Stored data entries
*****
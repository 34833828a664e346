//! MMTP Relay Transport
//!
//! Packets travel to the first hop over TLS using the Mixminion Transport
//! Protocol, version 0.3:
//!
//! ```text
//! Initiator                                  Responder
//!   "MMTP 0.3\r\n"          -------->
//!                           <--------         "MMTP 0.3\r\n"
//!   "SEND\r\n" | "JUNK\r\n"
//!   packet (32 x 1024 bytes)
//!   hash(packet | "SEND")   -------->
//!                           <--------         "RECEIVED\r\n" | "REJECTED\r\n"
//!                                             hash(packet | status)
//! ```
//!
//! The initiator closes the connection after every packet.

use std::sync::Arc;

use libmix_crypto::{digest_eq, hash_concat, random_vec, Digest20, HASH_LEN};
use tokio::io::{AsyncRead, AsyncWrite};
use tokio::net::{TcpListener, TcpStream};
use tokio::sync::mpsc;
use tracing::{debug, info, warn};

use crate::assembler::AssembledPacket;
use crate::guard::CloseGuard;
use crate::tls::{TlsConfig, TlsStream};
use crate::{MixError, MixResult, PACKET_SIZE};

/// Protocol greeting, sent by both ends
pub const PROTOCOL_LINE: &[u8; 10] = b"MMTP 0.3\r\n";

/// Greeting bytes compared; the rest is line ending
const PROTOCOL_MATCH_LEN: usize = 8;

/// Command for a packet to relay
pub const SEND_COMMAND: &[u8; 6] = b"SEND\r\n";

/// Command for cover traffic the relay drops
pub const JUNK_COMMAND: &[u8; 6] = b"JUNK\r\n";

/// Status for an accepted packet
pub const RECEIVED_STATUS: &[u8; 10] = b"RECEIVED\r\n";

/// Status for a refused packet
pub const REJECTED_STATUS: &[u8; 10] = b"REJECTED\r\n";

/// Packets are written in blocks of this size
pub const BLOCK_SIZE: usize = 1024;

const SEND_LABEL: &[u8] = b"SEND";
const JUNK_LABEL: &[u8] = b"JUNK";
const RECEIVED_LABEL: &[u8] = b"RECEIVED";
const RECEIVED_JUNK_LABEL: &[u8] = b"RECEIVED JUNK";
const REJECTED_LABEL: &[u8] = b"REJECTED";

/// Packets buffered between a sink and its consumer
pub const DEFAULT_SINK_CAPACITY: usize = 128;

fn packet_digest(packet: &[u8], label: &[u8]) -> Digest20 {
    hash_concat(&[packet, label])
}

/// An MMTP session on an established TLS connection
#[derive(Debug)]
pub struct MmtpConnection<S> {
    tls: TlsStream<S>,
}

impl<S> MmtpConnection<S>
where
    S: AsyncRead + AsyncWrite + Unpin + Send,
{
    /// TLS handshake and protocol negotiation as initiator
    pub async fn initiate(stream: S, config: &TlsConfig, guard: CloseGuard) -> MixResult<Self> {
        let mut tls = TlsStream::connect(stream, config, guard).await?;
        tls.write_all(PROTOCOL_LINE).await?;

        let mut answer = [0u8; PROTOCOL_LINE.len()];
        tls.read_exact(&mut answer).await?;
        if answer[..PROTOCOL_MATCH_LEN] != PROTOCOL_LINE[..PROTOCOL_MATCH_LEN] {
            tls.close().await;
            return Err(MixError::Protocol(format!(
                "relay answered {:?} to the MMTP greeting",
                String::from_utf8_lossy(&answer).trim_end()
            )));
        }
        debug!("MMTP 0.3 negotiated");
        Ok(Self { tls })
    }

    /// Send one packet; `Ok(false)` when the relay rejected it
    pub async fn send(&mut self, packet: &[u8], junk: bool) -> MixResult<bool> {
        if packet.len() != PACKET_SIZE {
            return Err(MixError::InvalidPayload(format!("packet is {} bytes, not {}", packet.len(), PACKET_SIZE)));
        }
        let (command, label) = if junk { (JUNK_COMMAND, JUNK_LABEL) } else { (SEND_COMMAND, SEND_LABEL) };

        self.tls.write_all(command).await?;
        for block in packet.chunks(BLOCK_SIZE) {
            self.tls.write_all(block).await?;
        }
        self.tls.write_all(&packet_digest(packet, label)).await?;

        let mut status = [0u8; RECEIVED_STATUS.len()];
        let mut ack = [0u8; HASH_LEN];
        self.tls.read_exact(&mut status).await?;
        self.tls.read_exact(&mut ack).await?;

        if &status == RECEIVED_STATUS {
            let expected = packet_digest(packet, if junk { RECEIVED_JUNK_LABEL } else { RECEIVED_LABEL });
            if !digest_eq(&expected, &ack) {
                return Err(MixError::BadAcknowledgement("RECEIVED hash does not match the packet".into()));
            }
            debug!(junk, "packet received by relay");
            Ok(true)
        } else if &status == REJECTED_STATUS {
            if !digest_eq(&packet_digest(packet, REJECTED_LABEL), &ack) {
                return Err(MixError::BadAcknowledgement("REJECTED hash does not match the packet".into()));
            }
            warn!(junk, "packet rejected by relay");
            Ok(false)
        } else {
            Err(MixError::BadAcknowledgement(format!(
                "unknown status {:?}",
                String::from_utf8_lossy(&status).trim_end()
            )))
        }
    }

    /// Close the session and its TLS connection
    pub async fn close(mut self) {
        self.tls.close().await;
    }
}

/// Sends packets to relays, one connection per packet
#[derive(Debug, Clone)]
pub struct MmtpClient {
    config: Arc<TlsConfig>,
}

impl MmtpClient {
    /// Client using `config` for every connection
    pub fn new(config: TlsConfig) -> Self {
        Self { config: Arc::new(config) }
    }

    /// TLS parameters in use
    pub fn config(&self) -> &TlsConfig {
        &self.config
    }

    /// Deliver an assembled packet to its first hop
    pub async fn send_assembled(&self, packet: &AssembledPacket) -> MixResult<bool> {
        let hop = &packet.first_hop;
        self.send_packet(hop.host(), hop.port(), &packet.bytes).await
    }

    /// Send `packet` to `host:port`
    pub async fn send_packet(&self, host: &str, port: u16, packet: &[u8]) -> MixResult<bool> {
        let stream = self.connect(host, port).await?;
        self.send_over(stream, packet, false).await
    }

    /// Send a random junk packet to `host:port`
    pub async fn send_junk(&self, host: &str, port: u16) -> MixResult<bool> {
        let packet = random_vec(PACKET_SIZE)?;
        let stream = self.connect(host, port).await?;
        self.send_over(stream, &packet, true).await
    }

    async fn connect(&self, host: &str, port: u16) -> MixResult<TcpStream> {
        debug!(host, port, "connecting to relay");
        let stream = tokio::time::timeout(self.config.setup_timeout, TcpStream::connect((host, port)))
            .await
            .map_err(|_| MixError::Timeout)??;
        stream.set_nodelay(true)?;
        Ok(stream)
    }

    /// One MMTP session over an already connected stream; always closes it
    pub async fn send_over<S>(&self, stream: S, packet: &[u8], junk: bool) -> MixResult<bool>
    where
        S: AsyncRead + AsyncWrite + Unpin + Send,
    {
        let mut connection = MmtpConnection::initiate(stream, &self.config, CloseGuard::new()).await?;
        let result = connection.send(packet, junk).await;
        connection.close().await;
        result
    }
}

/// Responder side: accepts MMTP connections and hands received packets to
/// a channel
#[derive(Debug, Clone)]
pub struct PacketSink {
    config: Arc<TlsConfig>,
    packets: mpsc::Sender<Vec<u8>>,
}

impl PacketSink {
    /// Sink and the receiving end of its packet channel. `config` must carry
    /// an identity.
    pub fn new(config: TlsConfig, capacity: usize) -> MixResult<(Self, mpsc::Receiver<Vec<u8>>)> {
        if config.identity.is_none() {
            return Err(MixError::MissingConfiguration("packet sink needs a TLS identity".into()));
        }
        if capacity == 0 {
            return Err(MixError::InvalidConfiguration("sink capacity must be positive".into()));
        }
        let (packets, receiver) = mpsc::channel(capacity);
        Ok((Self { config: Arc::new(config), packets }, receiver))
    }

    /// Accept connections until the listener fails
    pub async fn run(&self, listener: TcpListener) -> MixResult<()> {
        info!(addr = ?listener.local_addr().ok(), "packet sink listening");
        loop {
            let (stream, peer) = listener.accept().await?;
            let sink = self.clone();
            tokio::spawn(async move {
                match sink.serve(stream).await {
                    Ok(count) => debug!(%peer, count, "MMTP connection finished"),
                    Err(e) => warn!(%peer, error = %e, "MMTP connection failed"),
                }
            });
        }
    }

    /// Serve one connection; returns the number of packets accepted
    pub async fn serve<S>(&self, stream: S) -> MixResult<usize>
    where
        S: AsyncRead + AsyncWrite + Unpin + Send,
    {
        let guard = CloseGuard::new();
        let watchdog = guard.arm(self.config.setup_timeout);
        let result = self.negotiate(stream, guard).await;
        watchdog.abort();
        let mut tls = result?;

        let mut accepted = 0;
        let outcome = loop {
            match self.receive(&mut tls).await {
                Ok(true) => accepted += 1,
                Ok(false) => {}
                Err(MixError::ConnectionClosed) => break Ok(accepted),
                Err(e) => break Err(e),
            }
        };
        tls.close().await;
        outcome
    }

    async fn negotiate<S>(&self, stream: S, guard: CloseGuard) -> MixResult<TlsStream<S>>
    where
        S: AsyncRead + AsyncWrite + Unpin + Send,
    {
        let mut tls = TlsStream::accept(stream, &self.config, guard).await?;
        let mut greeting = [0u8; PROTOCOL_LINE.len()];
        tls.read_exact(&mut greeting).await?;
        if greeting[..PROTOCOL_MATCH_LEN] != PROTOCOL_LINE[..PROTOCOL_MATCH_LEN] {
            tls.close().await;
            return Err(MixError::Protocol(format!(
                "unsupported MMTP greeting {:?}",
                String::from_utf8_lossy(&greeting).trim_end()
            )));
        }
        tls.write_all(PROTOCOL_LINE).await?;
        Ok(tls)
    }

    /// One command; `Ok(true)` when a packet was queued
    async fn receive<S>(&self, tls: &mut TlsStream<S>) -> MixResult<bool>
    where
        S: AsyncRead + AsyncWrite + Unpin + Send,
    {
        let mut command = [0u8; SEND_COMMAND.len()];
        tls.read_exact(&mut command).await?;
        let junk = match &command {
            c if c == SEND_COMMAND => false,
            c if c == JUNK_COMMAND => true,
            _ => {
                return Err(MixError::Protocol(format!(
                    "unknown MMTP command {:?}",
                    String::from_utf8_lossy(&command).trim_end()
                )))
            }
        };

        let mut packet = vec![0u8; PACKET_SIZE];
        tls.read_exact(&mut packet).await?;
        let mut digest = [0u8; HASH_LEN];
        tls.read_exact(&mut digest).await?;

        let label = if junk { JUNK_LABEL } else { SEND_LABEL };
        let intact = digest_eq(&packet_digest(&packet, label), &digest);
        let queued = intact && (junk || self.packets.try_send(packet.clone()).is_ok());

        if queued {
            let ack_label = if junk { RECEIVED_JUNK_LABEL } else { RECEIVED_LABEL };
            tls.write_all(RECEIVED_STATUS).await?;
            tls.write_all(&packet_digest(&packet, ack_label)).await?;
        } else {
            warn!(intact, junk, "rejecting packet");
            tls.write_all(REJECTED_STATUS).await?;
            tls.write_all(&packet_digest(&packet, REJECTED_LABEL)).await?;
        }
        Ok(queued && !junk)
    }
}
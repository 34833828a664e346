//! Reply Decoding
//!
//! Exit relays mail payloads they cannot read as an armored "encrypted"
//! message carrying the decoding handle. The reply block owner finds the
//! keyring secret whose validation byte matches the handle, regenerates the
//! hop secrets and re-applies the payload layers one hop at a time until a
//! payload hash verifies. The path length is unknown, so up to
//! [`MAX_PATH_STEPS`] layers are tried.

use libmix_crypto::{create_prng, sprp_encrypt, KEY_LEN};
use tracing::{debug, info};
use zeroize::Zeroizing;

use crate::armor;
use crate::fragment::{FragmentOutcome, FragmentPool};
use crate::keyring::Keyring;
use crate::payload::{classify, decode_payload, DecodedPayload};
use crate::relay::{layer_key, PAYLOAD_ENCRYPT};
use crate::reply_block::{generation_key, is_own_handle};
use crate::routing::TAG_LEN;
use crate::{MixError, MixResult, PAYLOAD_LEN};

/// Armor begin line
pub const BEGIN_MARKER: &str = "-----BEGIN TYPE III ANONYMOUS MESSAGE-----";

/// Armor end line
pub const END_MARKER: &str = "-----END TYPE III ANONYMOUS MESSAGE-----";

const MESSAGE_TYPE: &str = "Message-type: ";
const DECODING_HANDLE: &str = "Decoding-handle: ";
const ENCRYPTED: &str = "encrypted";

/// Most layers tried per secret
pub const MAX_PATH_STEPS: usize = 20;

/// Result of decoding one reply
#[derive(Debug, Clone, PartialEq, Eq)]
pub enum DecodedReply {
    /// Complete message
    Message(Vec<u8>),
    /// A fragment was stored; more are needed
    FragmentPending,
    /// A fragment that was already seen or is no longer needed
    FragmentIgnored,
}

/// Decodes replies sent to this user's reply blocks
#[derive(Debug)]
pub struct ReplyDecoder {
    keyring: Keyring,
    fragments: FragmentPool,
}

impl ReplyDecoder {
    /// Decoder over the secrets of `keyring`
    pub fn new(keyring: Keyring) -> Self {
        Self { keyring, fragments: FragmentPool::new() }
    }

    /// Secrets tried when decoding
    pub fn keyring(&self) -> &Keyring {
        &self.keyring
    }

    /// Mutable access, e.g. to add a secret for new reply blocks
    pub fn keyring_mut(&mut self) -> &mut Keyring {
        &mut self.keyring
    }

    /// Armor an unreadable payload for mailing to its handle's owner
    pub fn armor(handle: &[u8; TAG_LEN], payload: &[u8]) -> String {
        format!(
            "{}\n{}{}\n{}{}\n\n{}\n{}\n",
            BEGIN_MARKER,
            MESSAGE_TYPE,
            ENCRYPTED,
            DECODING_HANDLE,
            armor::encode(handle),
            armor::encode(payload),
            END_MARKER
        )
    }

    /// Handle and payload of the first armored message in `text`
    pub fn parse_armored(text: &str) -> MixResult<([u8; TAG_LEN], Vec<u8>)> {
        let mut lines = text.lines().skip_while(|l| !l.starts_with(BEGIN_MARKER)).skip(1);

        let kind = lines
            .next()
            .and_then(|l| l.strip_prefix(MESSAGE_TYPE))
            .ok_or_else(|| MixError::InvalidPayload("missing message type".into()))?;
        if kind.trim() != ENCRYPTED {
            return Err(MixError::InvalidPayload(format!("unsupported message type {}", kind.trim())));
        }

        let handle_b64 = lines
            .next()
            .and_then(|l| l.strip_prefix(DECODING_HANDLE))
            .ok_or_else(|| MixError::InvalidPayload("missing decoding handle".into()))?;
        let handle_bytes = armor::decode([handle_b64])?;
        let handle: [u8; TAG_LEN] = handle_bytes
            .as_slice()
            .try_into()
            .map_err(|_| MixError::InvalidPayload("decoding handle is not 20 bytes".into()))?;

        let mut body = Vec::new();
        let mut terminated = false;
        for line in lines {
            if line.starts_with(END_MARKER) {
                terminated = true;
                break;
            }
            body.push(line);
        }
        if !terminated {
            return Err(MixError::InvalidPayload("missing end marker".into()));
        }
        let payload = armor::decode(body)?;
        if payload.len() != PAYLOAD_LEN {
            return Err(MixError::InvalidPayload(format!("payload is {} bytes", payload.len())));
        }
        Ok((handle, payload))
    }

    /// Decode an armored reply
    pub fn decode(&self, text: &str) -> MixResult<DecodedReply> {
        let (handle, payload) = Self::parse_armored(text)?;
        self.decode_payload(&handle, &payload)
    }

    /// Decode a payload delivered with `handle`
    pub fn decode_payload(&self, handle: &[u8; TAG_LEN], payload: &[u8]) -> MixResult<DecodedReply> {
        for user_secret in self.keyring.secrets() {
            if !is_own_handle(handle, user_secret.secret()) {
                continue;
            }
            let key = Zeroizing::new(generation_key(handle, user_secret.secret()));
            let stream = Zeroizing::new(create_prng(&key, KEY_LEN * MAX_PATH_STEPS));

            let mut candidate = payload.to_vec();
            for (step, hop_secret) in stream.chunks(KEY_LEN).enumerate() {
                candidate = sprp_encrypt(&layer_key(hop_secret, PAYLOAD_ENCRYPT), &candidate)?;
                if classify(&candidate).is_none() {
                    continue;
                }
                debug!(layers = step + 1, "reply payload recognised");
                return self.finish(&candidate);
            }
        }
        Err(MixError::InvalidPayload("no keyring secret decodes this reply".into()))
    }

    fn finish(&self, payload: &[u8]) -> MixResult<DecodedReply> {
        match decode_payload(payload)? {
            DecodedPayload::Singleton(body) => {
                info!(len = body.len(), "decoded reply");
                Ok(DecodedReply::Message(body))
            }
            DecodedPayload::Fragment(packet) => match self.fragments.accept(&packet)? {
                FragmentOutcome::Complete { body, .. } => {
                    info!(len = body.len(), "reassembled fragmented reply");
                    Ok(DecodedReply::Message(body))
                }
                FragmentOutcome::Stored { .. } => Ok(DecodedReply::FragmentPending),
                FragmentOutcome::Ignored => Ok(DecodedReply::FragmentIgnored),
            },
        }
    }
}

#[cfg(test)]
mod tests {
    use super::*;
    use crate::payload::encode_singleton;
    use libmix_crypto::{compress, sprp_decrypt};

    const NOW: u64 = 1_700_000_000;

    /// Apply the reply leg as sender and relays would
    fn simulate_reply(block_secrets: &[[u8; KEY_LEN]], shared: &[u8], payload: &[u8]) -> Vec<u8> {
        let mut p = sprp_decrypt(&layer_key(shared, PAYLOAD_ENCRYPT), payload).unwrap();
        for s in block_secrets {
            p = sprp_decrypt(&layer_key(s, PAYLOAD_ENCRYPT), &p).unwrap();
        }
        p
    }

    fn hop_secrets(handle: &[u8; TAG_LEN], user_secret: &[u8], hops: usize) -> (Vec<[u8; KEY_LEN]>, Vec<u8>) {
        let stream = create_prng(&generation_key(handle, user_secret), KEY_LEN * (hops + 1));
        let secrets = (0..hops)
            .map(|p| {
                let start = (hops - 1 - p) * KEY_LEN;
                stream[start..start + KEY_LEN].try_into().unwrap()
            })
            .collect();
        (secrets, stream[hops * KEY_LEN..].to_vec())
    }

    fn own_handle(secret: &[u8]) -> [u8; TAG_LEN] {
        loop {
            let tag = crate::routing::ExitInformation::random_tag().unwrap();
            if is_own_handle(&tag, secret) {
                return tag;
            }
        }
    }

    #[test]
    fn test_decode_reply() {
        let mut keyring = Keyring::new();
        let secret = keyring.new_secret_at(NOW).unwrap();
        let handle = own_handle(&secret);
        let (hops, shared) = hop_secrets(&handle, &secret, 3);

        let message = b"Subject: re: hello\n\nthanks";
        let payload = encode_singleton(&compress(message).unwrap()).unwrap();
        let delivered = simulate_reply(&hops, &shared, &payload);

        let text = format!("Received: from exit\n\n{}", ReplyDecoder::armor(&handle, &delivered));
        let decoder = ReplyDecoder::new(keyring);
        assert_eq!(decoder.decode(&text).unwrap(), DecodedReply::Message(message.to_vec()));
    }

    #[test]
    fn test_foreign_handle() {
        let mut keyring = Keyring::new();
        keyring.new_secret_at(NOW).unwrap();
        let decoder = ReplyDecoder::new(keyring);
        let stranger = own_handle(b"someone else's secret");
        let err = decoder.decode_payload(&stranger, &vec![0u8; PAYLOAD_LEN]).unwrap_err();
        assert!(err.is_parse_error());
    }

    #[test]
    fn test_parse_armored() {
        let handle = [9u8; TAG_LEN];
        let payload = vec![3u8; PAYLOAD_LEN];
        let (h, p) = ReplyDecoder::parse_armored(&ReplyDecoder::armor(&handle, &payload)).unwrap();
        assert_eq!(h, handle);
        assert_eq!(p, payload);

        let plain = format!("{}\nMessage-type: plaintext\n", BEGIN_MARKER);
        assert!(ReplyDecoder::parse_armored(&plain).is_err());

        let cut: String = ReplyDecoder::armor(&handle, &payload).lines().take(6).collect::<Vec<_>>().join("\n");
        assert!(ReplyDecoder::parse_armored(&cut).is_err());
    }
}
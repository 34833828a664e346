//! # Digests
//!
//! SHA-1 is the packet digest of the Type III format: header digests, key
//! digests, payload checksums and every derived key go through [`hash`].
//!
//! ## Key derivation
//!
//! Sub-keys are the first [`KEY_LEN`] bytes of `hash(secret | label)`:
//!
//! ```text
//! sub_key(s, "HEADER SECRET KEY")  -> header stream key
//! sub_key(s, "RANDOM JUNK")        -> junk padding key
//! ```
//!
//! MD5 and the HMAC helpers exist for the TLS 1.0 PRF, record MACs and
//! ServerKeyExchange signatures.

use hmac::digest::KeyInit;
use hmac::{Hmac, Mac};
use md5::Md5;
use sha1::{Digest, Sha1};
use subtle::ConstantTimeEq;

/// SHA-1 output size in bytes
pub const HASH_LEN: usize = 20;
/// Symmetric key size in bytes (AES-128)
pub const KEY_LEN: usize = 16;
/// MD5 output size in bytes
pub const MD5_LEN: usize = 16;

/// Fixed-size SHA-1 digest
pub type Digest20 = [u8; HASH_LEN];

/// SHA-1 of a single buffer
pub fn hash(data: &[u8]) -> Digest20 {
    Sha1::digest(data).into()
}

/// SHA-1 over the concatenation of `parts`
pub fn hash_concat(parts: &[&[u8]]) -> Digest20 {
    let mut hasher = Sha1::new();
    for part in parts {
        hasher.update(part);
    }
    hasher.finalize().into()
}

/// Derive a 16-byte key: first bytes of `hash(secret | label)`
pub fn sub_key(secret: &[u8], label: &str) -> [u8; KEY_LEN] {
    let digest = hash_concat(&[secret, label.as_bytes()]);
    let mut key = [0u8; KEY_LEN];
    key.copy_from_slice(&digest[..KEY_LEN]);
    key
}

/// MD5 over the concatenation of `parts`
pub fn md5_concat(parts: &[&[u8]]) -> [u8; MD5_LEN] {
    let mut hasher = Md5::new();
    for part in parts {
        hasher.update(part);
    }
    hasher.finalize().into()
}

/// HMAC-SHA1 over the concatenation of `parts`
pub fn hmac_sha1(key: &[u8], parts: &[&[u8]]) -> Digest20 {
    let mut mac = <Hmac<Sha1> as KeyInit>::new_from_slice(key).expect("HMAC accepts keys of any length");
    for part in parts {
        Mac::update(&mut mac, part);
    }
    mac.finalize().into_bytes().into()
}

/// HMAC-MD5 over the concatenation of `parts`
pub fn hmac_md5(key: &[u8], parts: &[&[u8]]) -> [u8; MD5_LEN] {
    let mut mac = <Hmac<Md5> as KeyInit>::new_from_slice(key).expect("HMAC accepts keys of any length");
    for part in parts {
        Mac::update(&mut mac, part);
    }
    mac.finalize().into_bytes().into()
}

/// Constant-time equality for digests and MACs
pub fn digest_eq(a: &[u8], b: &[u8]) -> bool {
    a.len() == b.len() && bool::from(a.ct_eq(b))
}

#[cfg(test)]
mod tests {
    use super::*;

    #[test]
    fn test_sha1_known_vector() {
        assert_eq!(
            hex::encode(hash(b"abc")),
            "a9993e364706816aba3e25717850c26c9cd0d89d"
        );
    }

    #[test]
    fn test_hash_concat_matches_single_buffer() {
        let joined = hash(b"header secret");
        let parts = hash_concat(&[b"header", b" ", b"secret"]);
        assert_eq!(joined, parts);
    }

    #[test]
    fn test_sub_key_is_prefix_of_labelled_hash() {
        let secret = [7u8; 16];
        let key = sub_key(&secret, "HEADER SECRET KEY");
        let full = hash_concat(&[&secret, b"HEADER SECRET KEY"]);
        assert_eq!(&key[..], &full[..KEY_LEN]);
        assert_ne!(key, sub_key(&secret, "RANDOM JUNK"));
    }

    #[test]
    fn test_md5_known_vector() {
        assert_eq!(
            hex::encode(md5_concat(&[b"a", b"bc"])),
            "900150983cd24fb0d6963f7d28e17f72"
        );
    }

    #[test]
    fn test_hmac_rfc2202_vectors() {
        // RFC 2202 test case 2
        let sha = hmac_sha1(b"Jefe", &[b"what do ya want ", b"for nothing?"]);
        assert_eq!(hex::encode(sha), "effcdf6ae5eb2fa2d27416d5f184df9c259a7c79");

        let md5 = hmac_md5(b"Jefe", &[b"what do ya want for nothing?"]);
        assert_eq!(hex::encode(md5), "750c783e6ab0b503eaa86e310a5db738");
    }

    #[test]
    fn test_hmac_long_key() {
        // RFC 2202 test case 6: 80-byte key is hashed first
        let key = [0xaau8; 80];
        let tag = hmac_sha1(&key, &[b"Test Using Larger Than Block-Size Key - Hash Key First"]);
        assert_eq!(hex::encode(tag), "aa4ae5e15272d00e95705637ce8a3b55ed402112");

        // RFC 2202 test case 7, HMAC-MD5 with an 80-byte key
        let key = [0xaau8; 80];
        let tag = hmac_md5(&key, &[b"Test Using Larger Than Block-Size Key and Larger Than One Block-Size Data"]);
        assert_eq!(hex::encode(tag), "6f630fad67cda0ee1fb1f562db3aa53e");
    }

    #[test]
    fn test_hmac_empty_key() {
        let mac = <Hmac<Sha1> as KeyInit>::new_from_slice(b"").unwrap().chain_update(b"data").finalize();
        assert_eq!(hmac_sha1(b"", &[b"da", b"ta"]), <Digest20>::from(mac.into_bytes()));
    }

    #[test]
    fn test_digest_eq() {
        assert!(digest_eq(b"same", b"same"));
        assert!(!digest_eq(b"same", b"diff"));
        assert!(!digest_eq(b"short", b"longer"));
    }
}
*****
◆ Description of the task
Check every line of the entries above, and copy those that carry the string "case".

◆ Result
        // RFC 2202 test case 2
        // RFC 2202 test case 6: 80-byte key is hashed first
        // RFC 2202 test case 7, HMAC-MD5 with an 80-byte key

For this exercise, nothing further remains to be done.